The white wash basin in my bathroom looked horrible. I guess our water must have a high iron content, because where the taps dripped there were rusty looking places in the basin. I tried cleaning it with Comet, a rag, a brush, etc., and it still looked the same. Then I found my pumice that I originally bought to use on the rough places on my heels. I got the basin wet, sprinkled some Comet (you can also use Bab-o or Ajax Cleanser) on it, and rubbed with the pumice. My pumice has a handle on it, by the way. There didn't seem to be much difference. For about a week or ten days, every time I left the house I would get the basin wet and then sprinkle some Comet on it. When I came home, I would get the pumice wet and scrub about 10 or 20 times. At the end of this time, my wash basin turned snowy white! Looks great!

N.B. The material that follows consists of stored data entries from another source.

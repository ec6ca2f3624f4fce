//! Hop descriptors
//!
//! A hop is one intermediate SSH host in the chain, written as
//! `username@host:port` on the command line and in config files.

use regex_lite::Regex;
use serde::{Deserialize, Serialize};
use std::fmt;
use std::num::ParseIntError;
use std::str::FromStr;
use std::sync::OnceLock;
use thiserror::Error;

/// Errors produced while parsing a hop descriptor
#[derive(Debug, Clone, PartialEq, Eq, Error)]
pub enum HopParseError {
    #[error("invalid format: '{input}' (expected user@host:port)")]
    InvalidFormat {
        input: String,
        #[source]
        source: Option<ParseIntError>,
    },
}

fn user_host_port_regex() -> &'static Regex {
    static RE: OnceLock<Regex> = OnceLock::new();
    RE.get_or_init(|| {
        Regex::new(r"^([A-Za-z0-9]+)@([^:]+):(\d+)$").expect("hop descriptor regex is valid")
    })
}

/// One hop in the chain
#[derive(Debug, Clone, PartialEq, Eq, Hash, Serialize, Deserialize)]
#[serde(try_from = "String", into = "String")]
pub struct HopSpec {
    username: String,
    host: String,
    port: u16,
}

impl HopSpec {
    pub fn new(username: impl Into<String>, host: impl Into<String>, port: u16) -> Self {
        Self {
            username: username.into(),
            host: host.into(),
            port,
        }
    }

    /// Parse a `username@host:port` descriptor
    pub fn parse(s: &str) -> Result<Self, HopParseError> {
        let caps = user_host_port_regex()
            .captures(s)
            .ok_or_else(|| HopParseError::InvalidFormat {
                input: s.to_string(),
                source: None,
            })?;

        let port = caps[3]
            .parse::<u16>()
            .map_err(|e| HopParseError::InvalidFormat {
                input: s.to_string(),
                source: Some(e),
            })?;

        Ok(Self {
            username: caps[1].to_string(),
            host: caps[2].to_string(),
            port,
        })
    }

    pub fn username(&self) -> &str {
        &self.username
    }

    pub fn host(&self) -> &str {
        &self.host
    }

    pub fn port(&self) -> u16 {
        self.port
    }

    /// `host:port` form used for dialing
    pub fn host_port(&self) -> String {
        format!("{}:{}", self.host, self.port)
    }
}

impl fmt::Display for HopSpec {
    fn fmt(&self, f: &mut fmt::Formatter<'_>) -> fmt::Result {
        write!(f, "{}@{}:{}", self.username, self.host, self.port)
    }
}

impl FromStr for HopSpec {
    type Err = HopParseError;

    fn from_str(s: &str) -> Result<Self, Self::Err> {
        Self::parse(s)
    }
}

impl TryFrom<String> for HopSpec {
    type Error = HopParseError;

    fn try_from(value: String) -> Result<Self, Self::Error> {
        Self::parse(&value)
    }
}

impl From<HopSpec> for String {
    fn from(hop: HopSpec) -> Self {
        hop.to_string()
    }
}

#[cfg(test)]
mod tests {
    use super::*;
    use std::error::Error as _;

    #[test]
    fn test_parse_hop() {
        let hop = HopSpec::parse("user@host.example.com:22").unwrap();
        assert_eq!(hop, HopSpec::new("user", "host.example.com", 22));
        assert_eq!(hop.username(), "user");
        assert_eq!(hop.host(), "host.example.com");
        assert_eq!(hop.port(), 22);
        assert_eq!(hop.host_port(), "host.example.com:22");
    }

    #[test]
    fn test_parse_ip_host() {
        let hop: HopSpec = "deploy01@10.0.0.7:2022".parse().unwrap();
        assert_eq!(hop.host_port(), "10.0.0.7:2022");
        assert_eq!(hop.to_string(), "deploy01@10.0.0.7:2022");
    }

    #[test]
    fn test_parse_invalid_format() {
        let invalid = vec![
            "host.example.com:22",
            "user@host.example.com",
            "user@host:ssh",
            "user@:22",
            "@host:22",
            "us-er@host:22",
            "user@host:22:33",
            "user@host:22 ",
            "",
        ];

        for input in invalid {
            match HopSpec::parse(input) {
                Err(HopParseError::InvalidFormat { input: got, .. }) => assert_eq!(got, input),
                Ok(hop) => panic!("'{}' parsed as {:?}", input, hop),
            }
        }
    }

    #[test]
    fn test_parse_port_out_of_range_wraps_int_error() {
        let err = HopSpec::parse("user@host:70000").unwrap_err();
        let HopParseError::InvalidFormat { source, .. } = &err;
        assert!(source.is_some());
        assert!(err.source().is_some());
        assert!(err.to_string().contains("invalid format"));
    }

    #[test]
    fn test_serde_as_string() {
        let hops: Vec<HopSpec> =
            serde_yaml::from_str("- alice@bastion:22\n- bob@inner.lan:2222\n").unwrap();
        assert_eq!(hops[1], HopSpec::new("bob", "inner.lan", 2222));

        let bad: Result<Vec<HopSpec>, _> = serde_yaml::from_str("- bastion:22\n");
        assert!(bad.is_err());
    }
}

Obviously, if you don't have a PORCELAIN wash basin you can't do this. If your wash basin is some type of plastic or resin, don't try it.


----------



## AnnieinBC (Mar 23, 2007)

That's a good idea! I was having the same problem...very hard to clean because of hard water spots. 

I sprayed straight bleach onto some paper towels and laid them out on every inch of the sink....waited about 15 minutes, and it took the crud right off! I think I got that tip off of this forum.

Now I do it every month or so, it sure looks better.


----------



## Woodpecker (Mar 8, 2007)

ELOCN said:


> The white wash basin in my bathroom looked horrible. I guess our water must have a high iron content, because where the taps dripped there were rusty looking places in the basin. I tried cleaning it with Comet, a rag, a brush, etc., and it still looked the same. Then I found my pumice that I originally bought to use on the rough places on my heels. I got the basin wet, sprinkled some Comet (you can also use Bab-o or Ajax Cleanser) on it, and rubbed with the pumice. My pumice has a handle on it, by the way. There didn't seem to be much difference. For about a week or ten days, every time I left the house I would get the basin wet and then sprinkle some Comet on it. When I came home, I would get the pumice wet and scrub about 10 or 20 times. At the end of this time, my wash basin turned snowy white! Looks great!
> 
> Obviously, if you don't have a PORCELAIN wash basin you can't do this. If your wash basin is some type of plastic or resin, don't try it.


That sounds great. I finally ordered a pumice stone, I got it from Vermont Country Store.


----------



## PyroDon (Jul 30, 2006)

Oven cleaner works , but on a sink Id have likely gone with toilet bowl cleaner to remove the rust . 
scrubbing with pumice will make clean up twice as hard next time around as the deposits will be in the bottom of the micro scatches


----------



## manygoatsnmore (Feb 12, 2005)

There is a cleaner at Dollar Tree called The Works (I think, they may have changed the name recently). It is a rust remover, and it works SO well. No scrubbing, just spray it on and let it sit, then rinse it off later. There is also a gallon jug of concentrated iron/rust remover you can get at Home Depot - more expensive at about $15 last time I bought it - it is also very good.

I have really BAD iron water, even with a filter system on the well, so I use a lot of this stuff. I prefer the Dollar Tree product.


----------



## Woodpecker (Mar 8, 2007)

I just tried my pumice stick on the tub, It got the soap scum off. It did take some elbow grease though.


----------



## dianaofthedunes (Sep 3, 2008)

I use "Iron Out" and/or Lime-a-Way. Both reqire some elbow grease and time to sit on the stain, but I've had great results with both.


----------